Sunday, November 27, 2011

Occupy WalMart (or The Holiday Spirit)

It’s all starting to be too much for me to process. While some Americans are being sprayed in the face with pepper spray by the cops for sitting peacefully to register their rage at the greed and corruption of corporate America symbolized by Wall Street; other Americans are being sprayed with pepper spray by fellow shoppers for battling their way through mobs of crazed consumers just to buy a waffle iron on sale, contributing to the corruption of corporate America symbolized by WalMart. The irony of this juxtaposition is a bit overwhelming. When I step back and attempt to look at my country through the eyes of a Haitian, Iraqi, Colombian, or Nigerian, I can only imagine how decadent, disturbed, and dysfunctional American culture must seem. Well, heck, it is.

WalMart is the antithesis of the Occupy Movement and I’m proud to say that I have not stepped inside one in probably 15 years or more. May I remind you that WalMart contributes large chunks of its profits to campaigns for Republican candidates and agendas that perpetuate corporate rule. May I also remind you that WalMart’s labor practices are abysmal, and include policies that allow them to maintain (within the law) legions of employees nationwide with no benefits whatsoever. Few WalMart “sales associates” can support a family on what they earn. ($7 an hour and no health plan? What is up with that?)

If we wish to constructively direct our anger about the injustice and unfairness of our economic system then the thing to do this Christmas is to not buy anything that puts money in the pockets of the corporate giants, including not buying anything on a credit card that we can’t pay off as soon as the bill comes due.

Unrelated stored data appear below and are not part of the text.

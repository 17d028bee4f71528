//! Vellum DOM - mutable document tree
//!
//! Arena-based node storage with synchronous mutation events,
//! declarative query specs and cache-effect classification.

mod classify;
mod document;
mod mutation;
mod node;
mod profile;
mod query;
mod tree;

pub use classify::{Classifier, Effect};
pub use document::Document;
pub use mutation::Mutation;
pub use node::{Attribute, ElementData, Node, NodeData, TextData};
pub use profile::{Profile, TreeMode};
pub use query::{Predicate, QuerySpec, Scope};
pub use tree::{Descendants, Tree, TreeError, TreeResult};

/// Node identifier (index into the document arena)
#[derive(Debug, Clone, Copy, PartialEq, Eq, Hash)]
pub struct NodeId(pub(crate) u32);

impl NodeId {
    /// Sentinel for "no node" (detached parent, unset references)
    pub const NONE: NodeId = NodeId(u32::MAX);

    /// Check whether this id refers to a node
    #[inline]
    pub fn is_valid(self) -> bool {
        self != Self::NONE
    }

    #[inline]
    pub(crate) fn index(self) -> usize {
        self.0 as usize
    }
}
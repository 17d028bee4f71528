//! Document tree node
//!
//! One arena slot per node: parent back-reference, ordered children,
//! kind-specific payload. Attributes keep insertion order.

use crate::NodeId;

/// A single node in the document arena
#[derive(Debug)]
pub struct Node {
    /// Parent node (NONE if detached or root)
    pub(crate) parent: NodeId,
    /// Ordered children
    pub(crate) children: Vec<NodeId>,
    /// Node-specific data
    pub(crate) data: NodeData,
}

impl Node {
    pub(crate) fn document() -> Self {
        Self {
            parent: NodeId::NONE,
            children: Vec::new(),
            data: NodeData::Document,
        }
    }

    pub(crate) fn element(name: String) -> Self {
        Self {
            parent: NodeId::NONE,
            children: Vec::new(),
            data: NodeData::Element(ElementData::new(name)),
        }
    }

    pub(crate) fn text(content: String) -> Self {
        Self {
            parent: NodeId::NONE,
            children: Vec::new(),
            data: NodeData::Text(TextData { content }),
        }
    }

    /// Check if this is an element
    #[inline]
    pub fn is_element(&self) -> bool {
        matches!(self.data, NodeData::Element(_))
    }

    /// Check if this is a text node
    #[inline]
    pub fn is_text(&self) -> bool {
        matches!(self.data, NodeData::Text(_))
    }

    /// Get element data if this is an element
    #[inline]
    pub fn as_element(&self) -> Option<&ElementData> {
        match &self.data {
            NodeData::Element(e) => Some(e),
            _ => None,
        }
    }

    /// Get mutable element data
    #[inline]
    pub fn as_element_mut(&mut self) -> Option<&mut ElementData> {
        match &mut self.data {
            NodeData::Element(e) => Some(e),
            _ => None,
        }
    }

    /// Get text content if this is a text node
    #[inline]
    pub fn as_text(&self) -> Option<&str> {
        match &self.data {
            NodeData::Text(t) => Some(&t.content),
            _ => None,
        }
    }

    /// Ordered child list
    #[inline]
    pub fn children(&self) -> &[NodeId] {
        &self.children
    }

    /// Parent node, if attached
    #[inline]
    pub fn parent(&self) -> Option<NodeId> {
        if self.parent.is_valid() {
            Some(self.parent)
        } else {
            None
        }
    }
}

/// Node-specific data
#[derive(Debug)]
pub enum NodeData {
    /// Document root
    Document,
    /// Element
    Element(ElementData),
    /// Text content
    Text(TextData),
}

/// Element-specific data
#[derive(Debug)]
pub struct ElementData {
    /// Tag name as written
    pub name: String,
    /// Attributes in insertion order
    pub attrs: Vec<Attribute>,
}

impl ElementData {
    pub(crate) fn new(name: String) -> Self {
        Self {
            name,
            attrs: Vec::new(),
        }
    }

    /// Position of an attribute under the given name-equality rule
    pub(crate) fn attr_position(&self, name: &str, eq: impl Fn(&str, &str) -> bool) -> Option<usize> {
        self.attrs.iter().position(|a| eq(&a.name, name))
    }
}

/// Text node data
#[derive(Debug)]
pub struct TextData {
    pub content: String,
}

/// A single name/value attribute
#[derive(Debug, Clone)]
pub struct Attribute {
    pub name: String,
    pub value: String,
}
//! Document - tree plus its capability record
//!
//! Owns one arena tree and the profile resolved at construction.
//! Mutating methods thread the profile through the tree API and hand
//! the produced event back to the caller for dispatch.

use crate::{Mutation, NodeId, Profile, Tree, TreeResult};

/// One document: a tree and the profile it was constructed with
#[derive(Debug)]
pub struct Document {
    tree: Tree,
    profile: Profile,
}

impl Document {
    /// Create a document with the default markup profile
    pub fn new() -> Self {
        Self::with_profile(Profile::markup())
    }

    /// Create a document with an explicit profile
    pub fn with_profile(profile: Profile) -> Self {
        Self {
            tree: Tree::new(),
            profile,
        }
    }

    #[inline]
    pub fn tree(&self) -> &Tree {
        &self.tree
    }

    #[inline]
    pub fn profile(&self) -> &Profile {
        &self.profile
    }

    #[inline]
    pub fn root(&self) -> NodeId {
        self.tree.root()
    }

    pub fn create_element(&mut self, tag: &str) -> NodeId {
        self.tree.create_element(tag)
    }

    pub fn create_text(&mut self, content: &str) -> NodeId {
        self.tree.create_text(content)
    }

    pub fn get_attribute(&self, node: NodeId, name: &str) -> Option<&str> {
        self.tree.get_attribute(node, name, &self.profile)
    }

    pub fn set_attribute(&mut self, node: NodeId, name: &str, value: &str) -> TreeResult<Mutation> {
        self.tree.set_attribute(node, name, value, &self.profile)
    }

    pub fn remove_attribute(&mut self, node: NodeId, name: &str) -> TreeResult<Option<Mutation>> {
        self.tree.remove_attribute(node, name, &self.profile)
    }

    pub fn insert_child(&mut self, parent: NodeId, child: NodeId, index: usize) -> TreeResult<Mutation> {
        self.tree.insert_child(parent, child, index)
    }

    pub fn append_child(&mut self, parent: NodeId, child: NodeId) -> TreeResult<Mutation> {
        self.tree.append_child(parent, child)
    }

    pub fn remove_child(&mut self, parent: NodeId, child: NodeId) -> TreeResult<Mutation> {
        self.tree.remove_child(parent, child)
    }

    pub fn remove_child_at(&mut self, parent: NodeId, index: usize) -> TreeResult<Mutation> {
        self.tree.remove_child_at(parent, index)
    }

    /// Deep-copy a subtree owned by another document into this one.
    /// The copy arrives detached; attaching it fires normally.
    pub fn adopt_subtree(&mut self, source: &Tree, root: NodeId) -> NodeId {
        tracing::debug!(?root, "adopting foreign subtree");
        self.tree.adopt_subtree(source, root)
    }
}

impl Default for Document {
    fn default() -> Self {
        Self::new()
    }
}

#[cfg(test)]
mod tests {
    use super::*;

    #[test]
    fn test_document_threads_profile() {
        let mut doc = Document::new();
        let input = doc.create_element("input");
        doc.append_child(doc.root(), input).unwrap();
        doc.set_attribute(input, "Name", "q").unwrap();

        // markup profile: attribute names compare case-insensitively
        assert_eq!(doc.get_attribute(input, "name"), Some("q"));
    }

    #[test]
    fn test_strict_document_keeps_case() {
        let mut doc = Document::with_profile(Profile::strict());
        let input = doc.create_element("input");
        doc.append_child(doc.root(), input).unwrap();
        doc.set_attribute(input, "Name", "q").unwrap();

        assert_eq!(doc.get_attribute(input, "name"), None);
        assert_eq!(doc.get_attribute(input, "Name"), Some("q"));
    }
}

My gift to myself this holiday season is that I have now closed out my Chase and BofA credit cards and converted them to credit cards through our little local credit union. Of course, none of us can be completely pure and untainted. After all, I just filled my car up with gas; and not much contributes more to corporate bloat than buying gas. Sigh.

I’m totally burned out on all of it. This Christmas, I’m giving my children homemade gifts exclusively. They’re getting applesauce made from apples off the tree in the back yard, cuttings from my aloe plant, CDs of their dad’s radio show, a photograph of the house at McNab Ranch (that they grew up in), a foot massage, a promise of a free copy of my novel when it comes out in the spring, and sock puppets.